The Battle of the Sexes describes asymmetric conflicts in mating behavior of males and females. Males can be philanderer or faithful, while females are either fast or coy, leading to a cyclic dynamics. The adjusted replicator equation predicts stable coexistence of all four strategies. In this situation, we consider the effects of fluctuations stemming from a finite population size. We show that they unavoidably lead to extinction of two strategies in the population. However, the typical time until extinction occurs strongly prolongs with increasing system size. In the meantime, a quasi-stationary probability distribution forms that is anomalously flat in the vicinity of the coexistence state. This behavior originates in a vanishing linear deterministic drift near the fixed point. We provide numerical data as well as an analytical approach to the mean extinction time and the quasi-stationary probability distribution.

💡 Research Summary

The paper investigates how finite‑population stochasticity alters the dynamics of the classic “Battle of the Sexes” game, a non‑symmetric 2×2 evolutionary game in which males can be either philanderers or faithful and females either fast or coy. In the deterministic limit, the adjusted replicator equation predicts a single interior fixed point where all four strategies coexist stably. The authors replace the deterministic flow with a stochastic Moran process that respects the same payoff matrix, thereby introducing demographic noise that scales as 1/√N, where N is the total population size.

From the master equation of the Moran process they derive a diffusion approximation (Fokker‑Planck equation) valid for large N. A crucial observation is that the linear deterministic drift term vanishes at the interior fixed point; the Jacobian evaluated at the fixed point has zero eigenvalues for the first‑order term. Consequently, near the coexistence state the dynamics are dominated by the second‑order diffusion term. This “vanishing linear drift” leads to two striking consequences.
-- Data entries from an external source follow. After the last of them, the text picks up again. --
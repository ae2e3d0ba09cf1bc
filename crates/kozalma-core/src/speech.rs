//! Speech engine seam.
//!
//! The platform text-to-speech engine is an external collaborator; the core
//! only needs to hand it text, a locale and an interrupt flag.

use crate::messages::{Language, Phrase};

pub trait SpeechEngine: Send + Sync {
    /// Speak `text`. With `interrupt` set, anything currently being spoken is cut off.
    fn speak(&self, text: &str, language: Language, interrupt: bool);

    /// Output volume in `[0.0, 1.0]`
    fn set_volume(&self, volume: f32);

    /// Speech rate multiplier (1.0 = normal)
    fn set_rate(&self, rate: f32);

    fn stop(&self);

    /// Speak a catalog phrase, interrupting current speech.
    fn say(&self, phrase: Phrase, language: Language) {
        self.speak(phrase.text(language), language, true);
    }
}
//! Single refresh-and-retry around authenticated calls.

use std::future::Future;

use async_trait::async_trait;
use tracing::{debug, warn};

use super::{ApiCallOutcome, ApiError};
use crate::auth::AuthSessionManager;

/// What `with_auth` needs from the session layer.
#[async_trait]
pub trait SessionRefresher: Send + Sync {
    /// Bearer token for the next request
    fn bearer_token(&self) -> Option<String>;

    /// Rotate the credential pair after a request carrying `used` was
    /// rejected. A pair already rotated away from `used` counts as success.
    /// `false` when no usable pair could be obtained.
    async fn refresh_after(&self, used: Option<String>) -> bool;

    /// Drop the stored credentials after an unrecoverable refresh failure.
    fn invalidate(&self);
}

#[async_trait]
impl SessionRefresher for AuthSessionManager {
    fn bearer_token(&self) -> Option<String> {
        self.credentials().access_token()
    }

    async fn refresh_after(&self, used: Option<String>) -> bool {
        self.refresh_if_current(used.as_deref()).await
    }

    fn invalidate(&self) {
        self.credentials().clear();
    }
}

/// Run `call` with the current bearer token; on `Unauthorized`, refresh once
/// and run it exactly once more with the token that is current then.
///
/// The refresh is keyed on the token the rejected request carried. A
/// rotation already completed by a concurrent caller counts as success, so
/// concurrent 401s share one network refresh.
/// - The retried call's outcome is returned as-is, including a second 401.
/// - If the refresh fails the credentials are cleared and the original
///   `Unauthorized` is returned.
/// - Any other failure is returned immediately without refreshing.
pub async fn with_auth<S, T, F, Fut>(session: &S, mut call: F) -> ApiCallOutcome<T>
where
    S: SessionRefresher + ?Sized,
    F: FnMut(Option<String>) -> Fut,
    Fut: Future<Output = ApiCallOutcome<T>>,
{
    let used = session.bearer_token();
    match call(used.clone()).await {
        Err(original @ ApiError::Unauthorized) => {
            debug!("Call unauthorized, refreshing credentials");
            if session.refresh_after(used).await {
                call(session.bearer_token()).await
            } else {
                warn!("Credential refresh failed, clearing stored tokens");
                session.invalidate();
                Err(original)
            }
        }
        outcome => outcome,
    }
}
use axum::extract::State;
use axum::http::StatusCode;
use axum::Extension;

use super::ApiError;
use super::ApiSuccess;
use super::DocumentData;
use crate::domain::document::ports::DocumentServicePort;
use crate::inbound::http::middleware::CurrentUser;
use crate::inbound::http::router::AppState;

/// List the caller's documents, newest first.
pub async fn list_documents(
    State(state): State<AppState>,
    Extension(current): Extension<CurrentUser>,
) -> Result<ApiSuccess<Vec<DocumentData>>, ApiError> {
    state
        .document_service
        .list_documents(&current.user.id)
        .await
        .map_err(ApiError::from)
        .map(|documents| {
            ApiSuccess::new(
                StatusCode::OK,
                documents.iter().map(DocumentData::from).collect(),
            )
        })
}
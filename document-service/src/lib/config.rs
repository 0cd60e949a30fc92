use std::env;

use config::Config as ConfigBuilder;
use config::ConfigError;
use config::Environment;
use config::File;
use serde::Deserialize;

#[derive(Debug, Deserialize, Clone)]
pub struct Config {
    pub database: DatabaseConfig,
    pub server: ServerConfig,
    pub jwt: JwtConfig,
    pub storage: StorageConfig,
}

#[derive(Debug, Deserialize, Clone)]
pub struct DatabaseConfig {
    pub url: String,
}

#[derive(Debug, Deserialize, Clone)]
pub struct ServerConfig {
    pub http_port: u16,
}

/// Token signing configuration.
///
/// Canonical key names; the signing secret has no usable default and must be
/// provided (e.g. `JWT__SECRET`), otherwise startup fails.
#[derive(Debug, Deserialize, Clone)]
pub struct JwtConfig {
    pub secret: String,
    pub algorithm: String,
    pub access_ttl_minutes: i64,
    pub signup_ttl_minutes: i64,
}

#[derive(Debug, Deserialize, Clone)]
pub struct StorageConfig {
    pub root: String,
    pub public_base_url: String,
    pub max_upload_bytes: usize,
}

impl Config {
    /// Load configuration from files with environment variable overrides
    ///
    /// Priority (highest to lowest):
    /// 1. Environment variables (DATABASE__URL, JWT__SECRET, etc.)
    /// 2. Environment-specific config file (config/{environment}.toml)
    /// 3. Default config file (config/default.toml)
    pub fn load() -> Result<Self, ConfigError> {
        let run_mode = env::var("RUN_MODE").unwrap_or_else(|_| "development".to_string());

        let configuration = ConfigBuilder::builder()
            // Start with default configuration
            .add_source(File::with_name("config/default").required(false))
            // Layer on environment-specific configuration
            .add_source(File::with_name(&format!("config/{}", run_mode)).required(false))
            // Layer on environment variables (with __ as separator)
            // Example: JWT__SECRET=... overrides jwt.secret
            .add_source(Environment::with_prefix("").separator("__"))
            .build()?;

        let config: Config = configuration.try_deserialize()?;

        Ok(config)
    }
}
First, the quasi‑stationary probability distribution that the system settles into before absorption is anomalously flat in the vicinity of the fixed point. Unlike the usual Gaussian peak expected from a linear restoring drift, the distribution spreads almost uniformly over a sizable region around the coexistence point. The authors obtain this distribution analytically by solving the stationary Fokker‑Planck equation with reflecting boundaries in the interior and by matching to absorbing boundaries at the edges of the simplex.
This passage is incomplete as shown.